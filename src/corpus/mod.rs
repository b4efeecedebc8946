//! Corpus, spectrogram cache and batch generation.
//!
//! Spectrogram computation itself is provided by a [`FeatureExtractor`].

mod batch;
mod cache;
#[allow(clippy::module_inception)]
mod corpus;
mod example;

use ndarray::Array2;

pub use batch::{BatchGenerator, DEFAULT_BATCH_SIZE};
pub use cache::{CacheFillReport, SpectrogramCache};
pub use corpus::{Corpus, CorpusSummary, SplitSummary};
pub use example::{Batch, LabeledExample, LabeledSpectrogram};

/// Computes model input features for an example.
pub trait FeatureExtractor: Send + Sync {
    /// Z-normalized spectrogram of shape `(frames, frequency bins)`.
    fn spectrogram(&self, example: &LabeledExample) -> anyhow::Result<Array2<f32>>;
}
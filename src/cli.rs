//! Command line interface.

use std::path::PathBuf;
use std::time::Duration;

use anyhow::{Context, Result};
use clap::{Parser, Subcommand, ValueEnum};
use serde::{Deserialize, Serialize};
use tokio_util::sync::CancellationToken;
use tracing::info;

use crate::config::{Configuration, DataPaths, default_base_dir};
use crate::demo::{CaptureEvent, CaptureOptions, CaptureOutcome, Microphone, RECORDING_SAMPLE_RATE, Recorder};
use crate::model::CheckpointReference;
use crate::storage::ensure_directory;
use crate::training::{Regime, list_runs};

/// Language of a built-in configuration.
#[derive(Debug, Clone, Copy, PartialEq, Eq, ValueEnum, Serialize, Deserialize, Default)]
#[serde(rename_all = "lowercase")]
pub enum Language {
    #[default]
    English,
    German,
}

impl Language {
    /// The built-in configuration reading the cached corpus.
    pub fn configuration(self, paths: &DataPaths) -> crate::Result<Configuration> {
        match self {
            Language::English => Configuration::english(paths),
            Language::German => Configuration::german(paths),
        }
    }
}

impl std::fmt::Display for Language {
    fn fmt(&self, f: &mut std::fmt::Formatter<'_>) -> std::fmt::Result {
        match self {
            Language::English => write!(f, "english"),
            Language::German => write!(f, "german"),
        }
    }
}

#[derive(Parser, Debug, Clone)]
#[command(name = "speechless")]
#[command(author, version, about = "Speech recognition experiment configurations, runs and recordings", long_about = None)]
pub struct Cli {
    /// Base directory for corpora, caches, logs, nets and recordings
    #[arg(long, short = 'd', global = true, env = "SPEECHLESS_DATA", default_value_os_t = default_base_dir())]
    pub data_dir: PathBuf,

    /// Enable verbose logging
    #[arg(long, short = 'v', global = true)]
    pub verbose: bool,

    #[command(subcommand)]
    pub command: Command,
}

#[derive(Subcommand, Debug, Clone)]
pub enum Command {
    /// Show where every workflow reads and writes its data
    Layout,

    /// Print a cached corpus summary and rewrite summary.csv and corpus.csv
    Summarize {
        /// Configuration to summarize
        #[arg(long, short = 'l', value_enum, default_value_t = Language::English)]
        language: Language,
    },

    /// Record one utterance from the microphone into the recordings directory
    Record(RecordArgs),

    /// List training runs found in the nets directory
    Runs,
}

/// Longest recording timeout or silence the CLI accepts.
const MAX_RECORDING_SECS: u64 = 86_400;

#[derive(clap::Args, Debug, Clone)]
pub struct RecordArgs {
    /// Give up if nothing is heard within this many seconds (1 - 86400)
    #[arg(long, default_value = "30", value_parser = clap::value_parser!(u64).range(1..=MAX_RECORDING_SECS))]
    pub timeout_secs: u64,

    /// RMS amplitude that counts as sound (0.0 - 1.0)
    #[arg(long, default_value = "0.02", value_parser = parse_threshold)]
    pub threshold: f32,

    /// Seconds of silence that end the recording
    #[arg(long, default_value = "1.0", value_parser = parse_silence_secs)]
    pub silence_secs: f32,

    /// Preferred input sample rate
    #[arg(long, default_value_t = RECORDING_SAMPLE_RATE)]
    pub sample_rate: u32,
}

impl RecordArgs {
    pub fn capture_options(&self, cancel: CancellationToken) -> CaptureOptions {
        CaptureOptions {
            timeout: Duration::from_secs(self.timeout_secs),
            threshold: self.threshold,
            silence_duration: Duration::from_secs_f32(self.silence_secs),
            cancel,
        }
    }
}

/// Parse and validate a recording threshold.
fn parse_threshold(s: &str) -> std::result::Result<f32, String> {
    let value: f32 = s.parse().map_err(|_| format!("'{}' is not a valid number", s))?;
    if !(0.0..=1.0).contains(&value) {
        return Err(format!("threshold must be between 0.0 and 1.0, got {}", value));
    }
    Ok(value)
}

/// Parse and validate a silence duration in seconds.
fn parse_silence_secs(s: &str) -> std::result::Result<f32, String> {
    let value: f32 = s.parse().map_err(|_| format!("'{}' is not a valid number", s))?;
    if !value.is_finite() || !(0.0..=MAX_RECORDING_SECS as f32).contains(&value) {
        return Err(format!("silence must be between 0 and {} seconds, got {}", MAX_RECORDING_SECS, s));
    }
    Ok(value)
}

impl Cli {
    pub fn paths(&self) -> DataPaths {
        DataPaths::new(&self.data_dir)
    }
}

/// Execute a parsed command. Blocks until the command finishes or `cancel` fires.
pub fn run(cli: Cli, cancel: CancellationToken) -> Result<()> {
    tracing::debug!(?cli, "parsed arguments");
    let paths = cli.paths();

    match cli.command {
        Command::Layout => {
            paths.log_layout();
            let best = CheckpointReference::best_english(&paths);
            info!("  Best English checkpoint: {}", best.weights_path().display());
            info!("  English language model: {}", paths.kenlm_directory("english").display());
            Ok(())
        }
        Command::Summarize { language } => {
            let config = language.configuration(&paths)?;
            config.summarize_and_save_corpus().with_context(|| format!("Failed to summarize the {} corpus", language))
        }
        Command::Record(args) => record(&paths, &args, cancel),
        Command::Runs => {
            let runs = list_runs(&paths)?;
            if runs.is_empty() {
                info!("No runs in {}", paths.nets().display());
            }
            for run in runs {
                let regime = match &run.regime {
                    Regime::CompleteTraining => "complete".to_string(),
                    Regime::Transfer { source } => format!("transfer from {}", source),
                    Regime::Custom(slug) => slug.clone(),
                };
                let frozen = run.frozen_layer_count.map(|n| format!(", {} frozen", n)).unwrap_or_default();
                println!("{}  [{} on {}{}]", run, regime, run.config_name, frozen);
            }
            Ok(())
        }
    }
}

fn record(paths: &DataPaths, args: &RecordArgs, cancel: CancellationToken) -> Result<()> {
    ensure_directory(&paths.recordings())?;
    let path = paths.new_recording_path()?;

    let microphone = Microphone::new(args.sample_rate);
    let outcome = microphone
        .record(&path, &args.capture_options(cancel), &mut |event| match event {
            CaptureEvent::Listening => info!("Wait in silence to begin recording; wait in silence to terminate"),
            CaptureEvent::Started => info!("Recording..."),
            CaptureEvent::Stopped { duration } => info!("Stopped after {:.1} s", duration.as_secs_f32()),
        })
        .context("Failed to record from the microphone")?;

    match outcome {
        CaptureOutcome::Recorded(example) => println!("{}", example.audio_file.display()),
        CaptureOutcome::Cancelled => info!("Recording cancelled"),
        CaptureOutcome::TimedOut => info!("Nothing heard within {} s", args.timeout_secs),
    }
    Ok(())
}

-*-

**PROBLEM STATEMENT**. Where the string "crate" shows up in the listing above, copy the line that holds it.

**TASK OUTPUT**.
use crate::config::{Configuration, DataPaths, default_base_dir};
use crate::demo::{CaptureEvent, CaptureOptions, CaptureOutcome, Microphone, RECORDING_SAMPLE_RATE, Recorder};
use crate::model::CheckpointReference;
use crate::storage::ensure_directory;
use crate::training::{Regime, list_runs};
    pub fn configuration(self, paths: &DataPaths) -> crate::Result<Configuration> {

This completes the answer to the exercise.